Currently I’m reading Matthew, the first book of the New Testament. I’ll be posting a verse or series of verses that I find worthy of memorization. While many people use various translations, I’m from the old school. I believe that any scripture memorization should only be from the King James Version.
Matthew 7:1 KJV Judge not, that ye be not judged.
My initial comments – Here is another difficult verse to understand. It sounds straight forward and clear; however, elsewhere in the bible we learn not to be around wicked men. Don’t we have to form some form of judgement to do that? Thankfully, the commentaries below clarify the true meaning of the passage for me. Robert’s Word Pictures explanation sums it all up in a very quick manner.
The People’s New Testament commentary explains it this way:
Mat 7:1 –
Judge not, that you be not judged.
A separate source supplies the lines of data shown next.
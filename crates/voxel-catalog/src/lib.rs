//! Leaf vocabulary for voxel agents.
//!
//! [`Condition`]s are pure predicates over one [`voxel_core::Observation`]; [`Action`]s issue
//! actuation commands and infer their own progress from the next frame; [`Coordination`]
//! leaves read and write the shared [`voxel_core::Blackboard`]. All three are wrapped in
//! [`Behaviour`], the leaf type of every compiled agent tree.

#![cfg_attr(docsrs, feature(doc_cfg))]
#![forbid(unsafe_code)]

pub mod action;
pub mod behaviour;
pub mod condition;
pub mod context;
pub mod coordination;
pub mod sense;
pub mod steering;

pub use action::Action;
pub use behaviour::Behaviour;
pub use condition::{Condition, ANIMAL_REACH, ENEMY_RANGE, PICKUP_RANGE, REACH};
pub use context::AgentContext;
pub use coordination::Coordination;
The term ‘judge’ is used in more than one sense, but Christ’s meaning is plain. 1. He does not prohibit the civil judgment of the courts upon evil doers, for this is approved throughout the whole Bible. 2. He does not prohibit the judgment of the church, through its officers, upon those who walk disorderly, for both he and the apostles have enjoined this. 3. He does not forbid those private judgments that we are compelled to form the wrong-doers, for he himself tells us that we are to judge men by their fruits. (See Mat 7:15-20.) What he designs to prohibit is rash, uncharitable judgments, a fault-finding spirit, a disposition to condemn without examination of charges.
Robert’s Word Pictures explains:
Mat 7:1 –
Judge not (mē krinete). The habit of censoriousness, sharp, unjust criticism. Our word critic is from this very word. It means to separate, distinguish, discriminate. That is necessary, but pre-judice (prejudgment) is unfair, captious criticism.
Mat 7:1 –
Judge not …- This command refers to rash, censorious, and unjust judgment. See Rom 2:1. Luke Luk 6:37 explains it in the sense of ‘condemning.’ Christ does not condemn judging as a magistrate, for that, when according to justice, is lawful and necessary. Nor does he condemn our ‘forming an opinion’ of the conduct of others, for it is impossible ‘not’ to form an opinion of conduct that we know to be evil. But what he refers to is a habit of forming a judgment hastily, harshly, and without an allowance for every palliating circumstance, and a habit of ‘expressing’ such an opinion harshly and unnecessarily when formed. It rather refers to private judgment than ‘judicial,’ and perhaps primarily to the customs of the scribes and Pharisees.
Mat 7:1 –
Judge not, that ye be not judged – These exhortations are pointed against rash, harsh, and uncharitable judgments, the thinking evil, where no evil seems, and speaking of it accordingly. The Jews were highly criminal here, and yet had very excellent maxims against it, as may be seen in Schoettgen. This is one of the most important exhortations in the whole of this excellent sermon. By a secret and criminal disposition of nature, man endeavors to elevate himself above others, and, to do it more effectually, depresses them. His jealous and envious heart wishes that there may be no good quality found but in himself, that he alone may be esteemed. Such is the state of every unconverted man; and it is from this criminal disposition, that evil surmises, rash judgments, precipitate decisions, and all other unjust procedures against our neighbor, flow.
Mat 7:1 – Judge not, that ye be not judged. This is not to be understood of any sort of judgment; not of judgment in the civil courts of judicature, by proper magistrates, which ought to be made and pass, according to the nature of the case; nor of judgment in the churches of Christ, where offenders are to be called to an account, examined, tried, and dealt with according to the rules of the Gospel; nor of every private judgment, which one man may make upon another, without any detriment to him; but of rash judgment, interpreting men’s words and deeds to the worst sense, and censuring them in a very severe manner; even passing sentence on them, with respect to their eternal state and condition. Good is the advice given by the famous Hillell (u), who lived a little before Christ’s time;
‘Do not judge thy neighbour, (says he,) until thou comest into his place.’
It would be well, if persons subject to a censorious spirit, would put themselves in the case and circumstances the persons are in they judge; and then consider, what judgment they would choose others should pass on them. The argument Christ uses to dissuade from this evil, which the Jews were very prone to, is, ‘that ye be not judged’; meaning, either by men, for such censorious persons rarely have the good will of their fellow creatures, but are commonly repaid in the same way; or else by God, which will be the most awful and tremendous: for such persons take upon them the place of God, usurp his prerogative, as if they knew the hearts and states of men; and therefore will have judgment without mercy at the hands of God.
Perhaps, now, you can see the value of using commentaries in bible study.